The results of our index study revealed about 20% operable intracranial lesions with the intention to treat among patients with mild TBI. This was higher than 10% of patients with mild TBI reported to have intracranial pathologies requiring neurosurgical intervention and 1% of which could be life-threatening [8]. This difference could be due to difference in selection criteria for ordering CT scan in patients with mild TBI or the lack of universal insurance coverage in our setting resulting in fewer patients being able to afford CT scan among eligible patients thereby increasing the specificity of the investigation. The most common mechanism of injuries for mild TBI patients with operable lesions was road traffic crashes (66.7%) with no significant difference between the subtypes in our study. This is similar to findings in some previous studies, Chobdari et al. in Iran reported, where automobile accidents (especially drivers) were the most frequent cause of mild TBI (35.5%) and falls the least cause (9.4%) [9]. On the other hand, falls and sport injuries have been reported to have the most common cause of mild TBI in studies in Turkey and China [10, 11]. Extradural haematomas (16) were the most frequent operable intracranial lesions in our study (76.2% of the subgroup), while subdural haematomas (~ 3% of the general study but 14.3% of the subgroup), which was the second frequent in our study was the most frequent in a similar study in Iran (31.7%) and depressed skull fracture the least frequent (1.9%) with similarity in the mechanisms of injury [9]. On the other hand, where most prevalent mechanism is fall or sports injuries, they tend to have lower percentage of significant brain injuries or lesions requiring neurosurgical interventions. Kavalci et al. [10] in a prospective study conducted in a city hospital in Turkey found subarachnoid haemorrhage as the most frequent CT scan finding. In China, Yang et al. [12], falling was the most common mechanism of injury (43.68%) and skull fracture the most common injury (8%) while those who underwent surgery were 1.76%.

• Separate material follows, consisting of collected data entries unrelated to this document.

//! Dashboard service.

use async_trait::async_trait;
use jiff::Timestamp;
use mockall::automock;
use tracing::Span;

use crate::{
    database::Db,
    domain::dashboard::{
        errors::DashboardServiceError,
        records::{DashboardStats, TopProduct, share_of},
        repositories::PgStatsRepository,
        windows::ReportingWindows,
    },
};

const TOP_PRODUCTS: u64 = 3;

#[derive(Debug, Clone)]
pub struct PgDashboardService {
    db: Db,
    stats: PgStatsRepository,
}

impl PgDashboardService {
    #[must_use]
    pub fn new(db: Db) -> Self {
        Self {
            db,
            stats: PgStatsRepository::new(),
        }
    }
}

#[async_trait]
impl DashboardService for PgDashboardService {
    #[tracing::instrument(
        name = "dashboard.service.stats",
        skip(self),
        fields(now = %now, total_orders = tracing::field::Empty),
        err
    )]
    async fn stats(&self, now: Timestamp) -> Result<DashboardStats, DashboardServiceError> {
        let windows = ReportingWindows::at(now)?;

        let mut tx = self.db.begin().await?;

        let sales = self.stats.sales_totals(&mut tx, &windows).await?;
        let orders = self.stats.order_counts(&mut tx).await?;
        let top = self
            .stats
            .top_products(&mut tx, windows.top_products_since, TOP_PRODUCTS)
            .await?;

        tx.commit().await?;

        Span::current().record("total_orders", orders.total);

        let top_sum = top
            .iter()
            .map(|product| product.total_value)
            .fold(0, u64::saturating_add);

        let top_products = top
            .into_iter()
            .map(|product| TopProduct {
                ratio: share_of(product.total_value, top_sum),
                product_uuid: product.product_uuid,
                name: product.name,
                sku: product.sku,
                image: product.image,
                total_value: product.total_value,
                total_quantity: product.total_quantity,
            })
            .collect();

        Ok(DashboardStats {
            sales,
            orders,
            top_products,
        })
    }
}

#[automock]
#[async_trait]
pub trait DashboardService: Send + Sync {
    /// Sales, order counts and best sellers as of `now`.
    async fn stats(&self, now: Timestamp) -> Result<DashboardStats, DashboardServiceError>;
}

#[cfg(test)]
mod tests {
    use testresult::TestResult;

    use crate::{
        domain::{checkouts::CheckoutsService, users::UserUuid},
        test::{
            TestContext,
            helpers::{
                checkout_details, create_address, create_product, create_shipping_method,
                new_checkout, new_checkout_item,
            },
        },
    };

    use super::*;

    #[tokio::test]
    async fn empty_store_has_zero_stats() -> TestResult {
        let ctx = TestContext::new().await;

        let stats = ctx.dashboard.stats(Timestamp::now()).await?;

        assert_eq!(stats.sales.all_time, 0);
        assert_eq!(stats.orders.total, 0);
        assert!(stats.top_products.is_empty());

        Ok(())
    }

    #[tokio::test]
    async fn stats_cover_todays_orders_and_best_sellers() -> TestResult {
        let ctx = TestContext::new().await;
        let user = UserUuid::new();
        let address = create_address(&ctx, user, "Home").await?;
        let method = create_shipping_method(&ctx, 0).await?;

        let mug = create_product(&ctx, "SKU-MUG", 10, 100).await?;
        let tea = create_product(&ctx, "SKU-TEA", 5, 100).await?;
        let spoon = create_product(&ctx, "SKU-SPOON", 1, 100).await?;
        let cloth = create_product(&ctx, "SKU-CLOTH", 1, 100).await?;

        let order = ctx
            .checkouts
            .create_checkout(
                user,
                new_checkout(
                    vec![
                        new_checkout_item(mug.uuid, 2),
                        new_checkout_item(tea.uuid, 2),
                        new_checkout_item(spoon.uuid, 5),
                    ],
                    checkout_details(address.uuid, method.uuid),
                ),
            )
            .await?;

        let cancelled = ctx
            .checkouts
            .create_checkout(
                user,
                new_checkout(
                    vec![new_checkout_item(cloth.uuid, 1)],
                    checkout_details(address.uuid, method.uuid),
                ),
            )
            .await?;

        ctx.checkouts.cancel(cancelled.uuid, None).await?;

        let stats = ctx.dashboard.stats(Timestamp::now()).await?;

        assert_eq!(stats.sales.today, order.total + cancelled.total);
        assert_eq!(stats.sales.this_month, stats.sales.today);
        assert_eq!(stats.sales.all_time, 36);
        assert_eq!(stats.sales.yesterday, 0);

        assert_eq!(stats.orders.total, 2);
        assert_eq!(stats.orders.cancelled, 1);
        assert_eq!(stats.orders.processing, 1);
        assert_eq!(stats.orders.delivered, 0);

        let skus: Vec<&str> = stats
            .top_products
            .iter()
            .map(|product| product.sku.as_str())
            .collect();

        assert_eq!(skus, ["SKU-MUG", "SKU-TEA", "SKU-SPOON"]);
        assert_eq!(stats.top_products[0].total_value, 20);
        assert_eq!(stats.top_products[0].total_quantity, 2);
        assert!((stats.top_products[0].ratio - 57.14).abs() < f64::EPSILON);

        Ok(())
    }
}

There is usually a dilemma as to which category of patients with mild TBI should have brain CT scan done for efficient use of resources, cost saving and avoidance of radiation hazard consequent on over use of CT scan. This is the reason why clinical decision rules were developed. Decision rules help the emergency physician to determine who with mild TBI should go for cranial CT scan or not by using a set of criteria that has been validated. The significant findings (~ 20%) of operable intracranial lesion in our study underscore the need to apply any of the validated clinical decision rules in determining which patient should scanned. However, our centre is still in the process of adopting an easy clinical decision rule for routine practice.

Conclusions

Mild TBI can be associated with significant operable intracranial lesions especially when most of such injuries are results of road traffic crashes as demonstrated by our study. Proper evaluation should be done all times to exclude significant injuries that would require neurosurgical interventions, so as not to pass off dangerous cases as safe due to high GCS.

Recommendations

We recommend that all accident and emergency units or trauma departments review and adopt a clinical decision rule to effectively screen patients with mild TBI. This would make it easy for resident doctors and emergency physicians to be acquainted with the clinical decision rule for efficient usage.